RooProduct morph_rate(morph_name + "_" + TString(norm_postfix), "",

rate_prod);

The creation of this term is very important. When building the workspace, this term will be searched for and tied to the PDF. It is possible at the workspace building step to add additional terms to those normalisation term, for example a scaling for cross-section times branching ratio. Example usage of this will be discussed later.

The final step in the function is to tidy up the CH instance before it is returned to the main code to write out the datacards. The signal yield in the datacards is replaced with a single value of 1.0, such that the normalisation will now be read from the normalisation object just created.

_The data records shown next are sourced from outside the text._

//! Azure Database for MySQL, PostgreSQL and MariaDB.
//!
//! The three services share one resource model; only the provider namespace,
//! API version and accepted server versions differ.

use serde_json::{json, Map as JsonMap, Value as Json};

use crate::error::Result;
use crate::module::{enabled, envelope, map_enum, pick, tracked_args, ModuleSpec};
use crate::schema::{ArgSpec, ModuleArgs};

#[derive(Debug, Clone, Copy, PartialEq, Eq)]
pub enum Flavor {
    MySql,
    PostgreSql,
    MariaDb,
}

impl Flavor {
    pub const ALL: [Flavor; 3] = [Flavor::MySql, Flavor::PostgreSql, Flavor::MariaDb];

    fn versions(self) -> &'static [&'static str] {
        match self {
            Flavor::MySql => &["5.6", "5.7", "8.0"],
            Flavor::PostgreSql => &["9.5", "9.6", "10", "11"],
            Flavor::MariaDb => &["10.2", "10.3"],
        }
    }

    fn api_version(self) -> &'static str {
        match self {
            Flavor::MariaDb => "2018-06-01",
            _ => "2017-12-01",
        }
    }
}

/// Per-flavor names and paths, spelled out so they stay `&'static str`.
struct Names {
    server: &'static str,
    database: &'static str,
    firewall: &'static str,
    configuration: &'static str,
    server_type: &'static str,
    database_type: &'static str,
    firewall_type: &'static str,
    configuration_type: &'static str,
    server_path: &'static str,
    database_path: &'static str,
    firewall_path: &'static str,
    configuration_path: &'static str,
}

macro_rules! names {
    ($short:literal, $ns:literal) => {
        Names {
            server: concat!("azure_rm_", $short, "server"),
            database: concat!("azure_rm_", $short, "database"),
            firewall: concat!("azure_rm_", $short, "firewallrule"),
            configuration: concat!("azure_rm_", $short, "configuration"),
            server_type: concat!($ns, "/servers"),
            database_type: concat!($ns, "/servers/databases"),
            firewall_type: concat!($ns, "/servers/firewallRules"),
            configuration_type: concat!($ns, "/servers/configurations"),
            server_path: rg_path!(concat!($ns, "/servers/{name}")),
            database_path: rg_path!(concat!($ns, "/servers/{server_name}/databases/{name}")),
            firewall_path: rg_path!(concat!($ns, "/servers/{server_name}/firewallRules/{name}")),
            configuration_path: rg_path!(concat!($ns, "/servers/{server_name}/configurations/{name}")),
        }
    };
}

fn names(flavor: Flavor) -> Names {
    match flavor {
        Flavor::MySql => names!("mysql", "Microsoft.DBforMySQL"),
        Flavor::PostgreSql => names!("postgresql", "Microsoft.DBforPostgreSQL"),
        Flavor::MariaDb => names!("mariadb", "Microsoft.DBforMariaDB"),
    }
}

pub fn all() -> Vec<ModuleSpec> {
    Flavor::ALL
        .into_iter()
        .flat_map(|f| [server(f), database(f), firewall_rule(f), configuration(f)])
        .collect()
}

fn server_args() -> Vec<ArgSpec> {
    vec![
        ArgSpec::str("resource_group").required(),
        ArgSpec::str("server_name").required(),
        ArgSpec::str("name").required(),
    ]
}

pub fn server(flavor: Flavor) -> ModuleSpec {
    let n = names(flavor);
    ModuleSpec::new(n.server, n.server_type, flavor.api_version(), n.server_path)
        .describe("Manage a managed database server")
        .args(tracked_args())
        .args([
            ArgSpec::dict("sku"),
            ArgSpec::int("storage_mb"),
            ArgSpec::str("version").choices(flavor.versions()),
            ArgSpec::bool("enforce_ssl").default(json!(false)),
            ArgSpec::str("admin_username"),
            ArgSpec::str("admin_password"),
            ArgSpec::str("create_mode").default(json!("default")).choices(&["default"]),
        ])
        .body(server_body)
        .write_only(&["/properties/administratorLoginPassword", "/properties/createMode"])
}

const SKU_TIERS: &[(&str, &str)] = &[
    ("basic", "Basic"),
    ("general_purpose", "GeneralPurpose"),
    ("memory_optimized", "MemoryOptimized"),
];

fn server_body(args: &ModuleArgs, _path: &str) -> Result<Json> {
    let mut props = JsonMap::new();
    props.insert("createMode".into(), json!(crate::casing::snake_to_pascal(args.str("create_mode").unwrap_or("default"))));
    if let Some(mb) = args.int("storage_mb") {
        props.insert("storageProfile".into(), json!({ "storageMB": mb }));
    }
    if let Some(v) = args.str("version") {
        props.insert("version".into(), json!(v));
    }
    if let Some(v) = enabled(args.bool("enforce_ssl")) {
        props.insert("sslEnforcement".into(), v);
    }
    if let Some(u) = args.str("admin_username") {
        props.insert("administratorLogin".into(), json!(u));
    }
    if let Some(p) = args.str("admin_password") {
        props.insert("administratorLoginPassword".into(), json!(p));
    }
    let mut body = envelope(args, props);
    if let Some(sku) = args.get("sku").and_then(Json::as_object) {
        let mut out = JsonMap::new();
        for (k, v) in sku {
            let v = match (k.as_str(), v.as_str()) {
                ("tier", Some(t)) => json!(map_enum(t, SKU_TIERS).unwrap_or_else(|_| t.to_string())),
                _ => v.clone(),
            };
            out.insert(crate::casing::snake_to_camel(k), v);
        }
        body["sku"] = Json::Object(out);
    }
    Ok(body)
}

pub fn database(flavor: Flavor) -> ModuleSpec {
    let n = names(flavor);
    ModuleSpec::new(n.database, n.database_type, flavor.api_version(), n.database_path)
        .describe("Manage a database on a managed database server")
        .args(server_args())
        .args([ArgSpec::str("charset"), ArgSpec::str("collation")])
        .body(|args, _| Ok(json!({ "properties": pick(args, &["charset", "collation"]) })))
}

pub fn firewall_rule(flavor: Flavor) -> ModuleSpec {
    let n = names(flavor);
    ModuleSpec::new(n.firewall, n.firewall_type, flavor.api_version(), n.firewall_path)
        .describe("Manage a server firewall rule")
        .args(server_args())
        .args([
            ArgSpec::str("start_ip_address").required(),
            ArgSpec::str("end_ip_address").required(),
        ])
        .body(|args, _| Ok(json!({ "properties": pick(args, &["start_ip_address", "end_ip_address"]) })))
}

/// Server parameters cannot be deleted; `absent` resets them to the system default.
pub fn configuration(flavor: Flavor) -> ModuleSpec {
    let n = names(flavor);
    ModuleSpec::new(n.configuration, n.configuration_type, flavor.api_version(), n.configuration_path)
        .describe("Manage a server configuration parameter")
        .args(server_args())
        .args([ArgSpec::str("value").required()])
        .body(|args, _| {
            Ok(json!({ "properties": { "value": args.require_str("value")?, "source": "user-override" } }))
        })
        .reset_on_absent(|_, _| Ok(json!({ "properties": { "source": "system-default" } })))
}
use crate::error::{ReconcileError, Result};
use std::future::Future;
use std::time::Duration;
use tracing::debug;

/// Fixed-interval polling with an upper bound on attempts.
#[derive(Debug, Clone, Copy, PartialEq, Eq)]
pub struct PollPolicy {
    pub interval: Duration,
    pub max_attempts: u32,
}

impl Default for PollPolicy {
    fn default() -> Self {
        Self { interval: Duration::from_secs(20), max_attempts: 90 }
    }
}

impl PollPolicy {
    pub fn new(interval: Duration, max_attempts: u32) -> Self {
        Self { interval, max_attempts: max_attempts.max(1) }
    }
}

/// Calls `check` until it reports `true`, sleeping `policy.interval` between tries.
pub async fn poll_until<F, Fut>(what: &str, policy: PollPolicy, mut check: F) -> Result<()>
where
    F: FnMut() -> Fut,
    Fut: Future<Output = Result<bool>>,
{
    for attempt in 1..=policy.max_attempts {
        if check().await? {
            debug!(what, attempt, "poll condition reached");
            return Ok(());
        }
        if attempt < policy.max_attempts {
            debug!(what, attempt, interval_secs = policy.interval.as_secs(), "waiting");
            tokio::time::sleep(policy.interval).await;
        }
    }
    Err(ReconcileError::Timeout { what: what.to_string(), attempts: policy.max_attempts })
}
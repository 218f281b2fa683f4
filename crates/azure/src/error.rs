use thiserror::Error;

#[derive(Error, Debug)]
pub enum AzureError {
    #[error("configuration error: {0}")]
    Config(String),
    #[error("authentication failed: {0}")]
    Auth(String),
    #[error("http error: {0}")]
    Http(#[from] reqwest::Error),
    /// ARM error envelope `{"error": {"code", "message"}}`.
    #[error("{code} ({status}): {message}")]
    Cloud { status: u16, code: String, message: String },
    #[error("long-running operation ended with status {status}: {message}")]
    Operation { status: String, message: String },
    #[error("operation did not finish after {attempts} polls")]
    Timeout { attempts: u32 },
    #[error("invalid argument: {0}")]
    InvalidArgument(String),
    #[error("invalid json: {0}")]
    Json(#[from] serde_json::Error),
}

impl AzureError {
    pub(crate) fn from_body(status: u16, body: &str) -> Self {
        let parsed: Option<serde_json::Value> = serde_json::from_str(body).ok();
        let err = parsed.as_ref().and_then(|v| v.get("error"));
        let field = |k: &str| err.and_then(|e| e.get(k)).and_then(|v| v.as_str()).map(str::to_string);
        AzureError::Cloud {
            status,
            code: field("code").unwrap_or_else(|| "HttpError".to_string()),
            message: field("message").unwrap_or_else(|| body.trim().to_string()),
        }
    }
}

pub type Result<T> = std::result::Result<T, AzureError>;
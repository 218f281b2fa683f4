//! Thin Azure Resource Manager REST client.
//!
//! Only the three calls every module needs: GET (404 maps to `None`), PUT and
//! DELETE. Both mutating calls block until the long-running operation behind
//! them reaches a terminal state.

use azrec_core::PollPolicy;
use reqwest::header::{HeaderMap, AUTHORIZATION, LOCATION, RETRY_AFTER};
use reqwest::{Method, Response, StatusCode};
use secrecy::ExposeSecret;
use serde_json::Value as Json;
use std::time::Duration;
use tracing::{debug, info};

use crate::auth::TokenProvider;
use crate::config::AzureConfig;
use crate::error::{AzureError, Result};

const ASYNC_OPERATION: &str = "azure-asyncoperation";

pub struct ArmClient {
    http: reqwest::Client,
    endpoint: String,
    subscription_id: String,
    tokens: TokenProvider,
    poll: PollPolicy,
}

/// Where to watch an in-flight operation.
#[derive(Debug, Clone, PartialEq, Eq)]
enum Tracking {
    /// `Azure-AsyncOperation`: poll until the body's `status` is terminal.
    AsyncOperation(String),
    /// `Location`: poll until the response stops being 202.
    Location(String),
}

impl ArmClient {
    pub fn new(cfg: &AzureConfig) -> Result<Self> {
        let http = reqwest::Client::builder()
            .user_agent(concat!("azrec/", env!("CARGO_PKG_VERSION")))
            .build()?;
        Ok(Self {
            http,
            endpoint: cfg.endpoint.clone(),
            subscription_id: cfg.subscription_id.clone(),
            tokens: TokenProvider::new(cfg.credentials.clone(), cfg.authority.clone()),
            poll: cfg.poll,
        })
    }

    pub fn subscription_id(&self) -> &str {
        &self.subscription_id
    }

    pub fn poll_policy(&self) -> PollPolicy {
        self.poll
    }

    fn url(&self, path: &str, api_version: &str) -> String {
        format!("{}{}?api-version={}", self.endpoint, path, api_version)
    }

    async fn send(&self, method: Method, url: &str, body: Option<&Json>) -> Result<Response> {
        let token = self.tokens.token(&self.http).await?;
        let mut req = self
            .http
            .request(method.clone(), url)
            .header(AUTHORIZATION, format!("Bearer {}", token.expose_secret()));
        if let Some(b) = body {
            req = req.json(b);
        }
        debug!(%method, %url, "arm request");
        Ok(req.send().await?)
    }

    async fn fail(resp: Response) -> AzureError {
        let status = resp.status().as_u16();
        let body = resp.text().await.unwrap_or_default();
        AzureError::from_body(status, &body)
    }

    pub async fn get(&self, path: &str, api_version: &str) -> Result<Option<Json>> {
        let resp = self.send(Method::GET, &self.url(path, api_version), None).await?;
        match resp.status() {
            StatusCode::NOT_FOUND => Ok(None),
            s if s.is_success() => Ok(Some(resp.json().await?)),
            _ => Err(Self::fail(resp).await),
        }
    }

    pub async fn put(&self, path: &str, api_version: &str, body: &Json) -> Result<Json> {
        let resp = self.send(Method::PUT, &self.url(path, api_version), Some(body)).await?;
        let status = resp.status();
        if !status.is_success() {
            return Err(Self::fail(resp).await);
        }
        let track = tracking(status, resp.headers());
        let first = retry_after(resp.headers());
        let immediate: Option<Json> = match status {
            StatusCode::ACCEPTED => None,
            _ => resp.json().await.ok(),
        };
        let body = match (track, immediate) {
            (Some(t), _) => {
                self.wait(t, first).await?;
                self.read_back(path, api_version).await?
            }
            (None, Some(body)) => body,
            (None, None) => self.read_back(path, api_version).await?,
        };
        self.settle(path, api_version, body).await
    }

    async fn read_back(&self, path: &str, api_version: &str) -> Result<Json> {
        self.get(path, api_version).await?.ok_or_else(|| AzureError::Operation {
            status: "Succeeded".into(),
            message: format!("{} not found after create", path),
        })
    }

    /// Re-reads the resource until its `provisioningState` is terminal.
    async fn settle(&self, path: &str, api_version: &str, mut body: Json) -> Result<Json> {
        for attempt in 1..=self.poll.max_attempts {
            match provisioning_state(&body).as_deref() {
                None | Some("Succeeded") => return Ok(body),
                Some(status @ ("Failed" | "Canceled")) => {
                    return Err(AzureError::Operation {
                        status: status.to_string(),
                        message: format!("{} ended in provisioning state {}", path, status),
                    })
                }
                Some(status) => debug!(attempt, status, "waiting for provisioning state"),
            }
            tokio::time::sleep(self.poll.interval).await;
            body = self.read_back(path, api_version).await?;
        }
        match provisioning_state(&body).as_deref() {
            None | Some("Succeeded") => Ok(body),
            Some(status @ ("Failed" | "Canceled")) => Err(AzureError::Operation {
                status: status.to_string(),
                message: format!("{} ended in provisioning state {}", path, status),
            }),
            Some(_) => {
                info!(attempts = self.poll.max_attempts, "giving up on provisioning state");
                Err(AzureError::Timeout { attempts: self.poll.max_attempts })
            }
        }
    }

    pub async fn delete(&self, path: &str, api_version: &str) -> Result<()> {
        let resp = self.send(Method::DELETE, &self.url(path, api_version), None).await?;
        let status = resp.status();
        if status == StatusCode::NOT_FOUND {
            return Ok(());
        }
        if !status.is_success() {
            return Err(Self::fail(resp).await);
        }
        if let Some(t) = tracking(status, resp.headers()) {
            let first = retry_after(resp.headers());
            self.wait(t, first).await?;
        }
        Ok(())
    }

    async fn wait(&self, tracking: Tracking, mut delay: Option<Duration>) -> Result<()> {
        for attempt in 1..=self.poll.max_attempts {
            tokio::time::sleep(delay.unwrap_or(self.poll.interval)).await;
            match &tracking {
                Tracking::AsyncOperation(url) => {
                    let resp = self.send(Method::GET, url, None).await?;
                    if !resp.status().is_success() {
                        return Err(Self::fail(resp).await);
                    }
                    delay = retry_after(resp.headers());
                    let body: Json = resp.json().await?;
                    let status = body.get("status").and_then(Json::as_str).unwrap_or("InProgress");
                    debug!(attempt, status, "operation status");
                    match status {
                        "Succeeded" => return Ok(()),
                        "Failed" | "Canceled" => {
                            let message = body
                                .pointer("/error/message")
                                .and_then(Json::as_str)
                                .unwrap_or("no detail")
                                .to_string();
                            return Err(AzureError::Operation { status: status.to_string(), message });
                        }
                        _ => {}
                    }
                }
                Tracking::Location(url) => {
                    let resp = self.send(Method::GET, url, None).await?;
                    match resp.status() {
                        StatusCode::ACCEPTED => delay = retry_after(resp.headers()),
                        s if s.is_success() || s == StatusCode::NOT_FOUND => return Ok(()),
                        _ => return Err(Self::fail(resp).await),
                    }
                }
            }
        }
        info!(attempts = self.poll.max_attempts, "giving up on long-running operation");
        Err(AzureError::Timeout { attempts: self.poll.max_attempts })
    }
}

fn provisioning_state(body: &Json) -> Option<String> {
    body.pointer("/properties/provisioningState")
        .or_else(|| body.get("provisioningState"))
        .and_then(Json::as_str)
        .map(str::to_string)
}

fn header(headers: &HeaderMap, name: &str) -> Option<String> {
    headers.get(name).and_then(|v| v.to_str().ok()).map(str::to_string)
}

fn tracking(status: StatusCode, headers: &HeaderMap) -> Option<Tracking> {
    if let Some(url) = header(headers, ASYNC_OPERATION) {
        return Some(Tracking::AsyncOperation(url));
    }
    if status == StatusCode::ACCEPTED {
        return header(headers, LOCATION.as_str()).map(Tracking::Location);
    }
    None
}

fn retry_after(headers: &HeaderMap) -> Option<Duration> {
    header(headers, RETRY_AFTER.as_str())
        .and_then(|v| v.trim().parse::<u64>().ok())
        .map(Duration::from_secs)
}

Example usage for SM analysis

The code to produce SM datacards is almost exactly the same as the example described previously with the exception of a few additional lines to call the BuildRooMorphing function. The call to BuildRooMorphing is as follows:

  bool do_morphing = true;
  if (do_morphing) {
    // RooMsgService::instance().setGlobalKillBelow(RooFit::WARNING);
    for (auto chn : chns) {
      auto bins = cb.cp().channel({chn}).bin_set();
      for (auto bin : bins) {
        for (auto p : sig_procs) {
          ch::BuildRooMorphing(ws, cb, bin, p, mh, "norm",
                               can_morph[chn], true, false, nullptr /*&demo*/);
        }
      }
    }
    // demo.Close();
    cb.AddWorkspace(ws);
    cb.cp().signals().ExtractPdfs(cb, "htt", "$BIN_$PROCESS_morph");

A single call is made for each signal process of each channel and category. The produced workspace is then imported into the CH instance and the created PDFs extracted. The workspace is stored in the shape file created for the limit calculations alongside the text datacards.

For cases like the SM analysis, this method can be used simply to produce one combined workspace for all masses, making the mass a continous parameter of the workspace. The rest of the calculations of the statistical results on the workspace are unchanged, except for the requirement to tell combine to fix the mass rather than float it. The workspace is build using the command:

text2workspace.py -b combinedCard.txt -o combinedCard.root –default-morphing shape2

Note that mass is not specified here, since we want to build a combined workspace for all possible masses. Then, to run the maximum likelihood fit for a given mass:

combine -M MaxLikelihoodFit –freezeNuisances MH -m 125 combinedCard.root

where in this case the mass must be specified.

Creating 1 or 3 Higgs bosons for an MSSM analysis

For an MSSM or 2HDM interpretation, datacards must be setup containing 3 neutral Higgs bosons. The extension of the previous description to create datacards with three Higgs bosons in and a signal PDF for each is simple:

In this case the BuildRooMorphing function is passed the signal process corresponding to each of the three Higgs bosons, each controlled by their separate mass terms. Note the option "mass", which if set to "MH" will only build the datacards with one Higgs boson - this is reserved for the case of running the single resonance model independent limits and will instead place only one Higgs boson in the datacards.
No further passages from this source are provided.